One of my sister lives about 30 minutes drive in that direction. During 2020 it might as well have been 1000 miles. No chance of seeing her.

Where we live always feels like it’s so cut off from the world. Sometimes it’s so easy to forget that a city is not that far a drive away. It’s one of those rare cities that hasn’t allowed any high rise buildings. It hides easily away on the horizon.

That feeling of being cut off is helped by lack of kinks we have with the outside world. If you don’t want to use the car then it’s two small buses a day. Nothing on a Sunday. The village doesn’t have a pub, or cafe, or school, or shop. Not quite tumbleweed levels but definitely quiet and often feeling most definitely cut off. During a pandemic even the occasional rambler has become a real rarity. The only evidence that an outside world still exists is the fairly regular stream of passing cyclists. The challenge of climbing the steep hill to the village is attractive to those on two wheels. A climb I’ve not undertaken since a few weeks before the world changed for me in 2016.

A lots happened in those years. Thoughts of needing a sportier frame have morphed into ‘that ornament gathering dust is taking up too much space in the increasingly cramped garage’.

But things will change eventually. We won’t seem so cut off again. The bike will again become a means of transport. Trips to the city and my sister will recommence. Life will become connected again. Even for those living in the wilderness……

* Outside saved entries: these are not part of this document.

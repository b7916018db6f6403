//! Handlers for the `/projects` resource.
//!
//! Create and update accept JSON or multipart (see [`ProjectSubmission`]).
//! Files are stored after validation and before the row is written; if the
//! write fails, the freshly stored files are removed again.

use aidy_core::error::CoreError;
use aidy_core::project::{self, dropped_media};
use aidy_core::types::DbId;
use aidy_db::models::project::{Project, ProjectWrite};
use aidy_db::repositories::ProjectRepo;
use aidy_media::{remove_best_effort, upload_sequentially, MediaUpload};
use axum::extract::{Path, State};
use axum::http::StatusCode;
use axum::Json;

use crate::error::{AppError, AppResult};
use crate::ingest::ProjectSubmission;
use crate::response::MessageResponse;
use crate::state::AppState;

fn not_found(id: DbId) -> AppError {
    AppError::Core(CoreError::NotFound {
        entity: project::ENTITY,
        id,
    })
}

/// GET /api/projects
///
/// All projects, newest first.
pub async fn list(State(state): State<AppState>) -> AppResult<Json<Vec<Project>>> {
    let projects = ProjectRepo::list(&state.pool).await?;
    Ok(Json(projects))
}

/// GET /api/projects/{id}
pub async fn get_by_id(
    State(state): State<AppState>,
    Path(id): Path<DbId>,
) -> AppResult<Json<Project>> {
    let project = ProjectRepo::find_by_id(&state.pool, id)
        .await?
        .ok_or_else(|| not_found(id))?;
    Ok(Json(project))
}

/// POST /api/projects
pub async fn create(
    State(state): State<AppState>,
    submission: ProjectSubmission,
) -> AppResult<(StatusCode, Json<Project>)> {
    let mut write = ProjectWrite::for_create(submission.payload)?;
    let uploaded = store_files(&state, submission.files).await?;
    write.media.extend(uploaded.iter().cloned());

    let created = match ProjectRepo::create(&state.pool, &write).await {
        Ok(created) => created,
        Err(e) => {
            remove_best_effort(state.media.as_ref(), &uploaded).await;
            return Err(e.into());
        }
    };

    tracing::info!(
        project_id = created.id,
        media = created.media_urls().len(),
        uploaded = uploaded.len(),
        "Project created"
    );
    Ok((StatusCode::CREATED, Json(created)))
}

/// PUT /api/projects/{id}
///
/// Full replacement. Media URLs no longer referenced afterwards are removed
/// from the media store on a best-effort basis.
pub async fn update(
    State(state): State<AppState>,
    Path(id): Path<DbId>,
    submission: ProjectSubmission,
) -> AppResult<Json<Project>> {
    let before = ProjectRepo::find_by_id(&state.pool, id)
        .await?
        .ok_or_else(|| not_found(id))?;

    let mut write = ProjectWrite::for_update(submission.payload)?;
    let uploaded = store_files(&state, submission.files).await?;
    write.media.extend(uploaded.iter().cloned());

    let updated = match ProjectRepo::update(&state.pool, id, &write).await {
        Ok(Some(updated)) => updated,
        Ok(None) => {
            remove_best_effort(state.media.as_ref(), &uploaded).await;
            return Err(not_found(id));
        }
        Err(e) => {
            remove_best_effort(state.media.as_ref(), &uploaded).await;
            return Err(e.into());
        }
    };

    let orphaned = dropped_media(before.media_urls(), updated.media_urls());
    if !orphaned.is_empty() {
        let removed = remove_best_effort(state.media.as_ref(), &orphaned).await;
        tracing::debug!(project_id = id, orphaned = orphaned.len(), removed, "Dropped media cleaned up");
    }

    tracing::info!(project_id = id, media = updated.media_urls().len(), "Project updated");
    Ok(Json(updated))
}

/// DELETE /api/projects/{id}
///
/// Removes the row, then the project's media on a best-effort basis.
pub async fn delete(
    State(state): State<AppState>,
    Path(id): Path<DbId>,
) -> AppResult<Json<MessageResponse>> {
    let deleted = ProjectRepo::delete(&state.pool, id)
        .await?
        .ok_or_else(|| not_found(id))?;

    let removed = remove_best_effort(state.media.as_ref(), deleted.media_urls()).await;
    tracing::info!(project_id = id, removed, "Project deleted");
    Ok(Json(MessageResponse::new(project::MSG_DELETED)))
}

/// Store validated files in order; on failure, remove the ones already stored.
pub(crate) async fn store_files(
    state: &AppState,
    files: Vec<MediaUpload>,
) -> AppResult<Vec<String>> {
    if files.is_empty() {
        return Ok(Vec::new());
    }

    match upload_sequentially(state.media.as_ref(), files, |_| {}).await {
        Ok(stored) => Ok(stored.into_iter().map(|m| m.url).collect()),
        Err(err) => {
            let partial: Vec<String> = err.uploaded.iter().map(|m| m.url.clone()).collect();
            remove_best_effort(state.media.as_ref(), &partial).await;
            Err(CoreError::from(err).into())
        }
    }
}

42 thoughts on “Wilderness

  1. I too live in the wilderness, with the next nearest town being over 100 kilometres away. The closest city, any city, is 490 kms away. The nearest supercity, one with over 1,000,000 population, is 780 kms away. That is wilderness in Canada.
    I used to bike everywhere as a kid and even into my 30s. I never owned a car till I was 35. My body was in fine shape then. Now I can barely sit on a stationery bike without losing my balance. Illness and chronic medical issues have leached away my healthy body, although all the troubles are hidden inside. I look like I am healthy, and people do not understand why I have a Handicapped sticker hanging from the mirror rack on my windshield. I’ve had people call the cops on me for walking out of my handicapped parking spot. One doesn’t need to be in a wheelchair to need a parking spot close to a business entrance. Maybe someday they will find out, but for now they hate me without knowing me. That too is a wilderness.
    But life goes on.
    My nearest sister, or brother, lives 1600 kms away. I live her, but I like it that way.
    Why am I telling you all this? I have no idea. The idea of wilderness with a city only 30 kms away struck me as odd, but I understand. There are many ways to be in a wilderness. You have found one of them.

    Liked by 1 person

  2. Perhaps when the world opens back up we may appreciate a lot of things more and that wouldn’t be a bad thing. I isolated myself in 2018, voluntarily, and it saved my sanity, so not much will change for me, but I am keenly aware of how most other people are suffering and will be very relieved when it ends. How do you feel about getting “the vaccine?”

    Liked by 1 person

  3. I like your wilderness… that sky is stunning!
    Distance in miles or kilometers, or distance in hours or days don’t really matter if there’s a distance in emotion or communication.

    What I mean is, you may be physically distanced from others now, but you’re not cut off. Your sister would come to you in emergency. You have many people in the blogosphere who care about you and Hawklad and would offer whatever assistance they can.

    As I wrote at the start… I kinda like your wilderness… that view is breathtaking!

    Liked by 1 person

  4. Sometimes I wish I lived a little more in the wilderness when I hear nothing but traffic all day long with several bus lines going past my apartment along with fire trucks, ambulances and police cars as well as transport trucks roaring by at all hours. I do long for silence sometimes. I have to go to the park to find that, and that is not always convenient. So I must learn to live with the noise. Oh, well.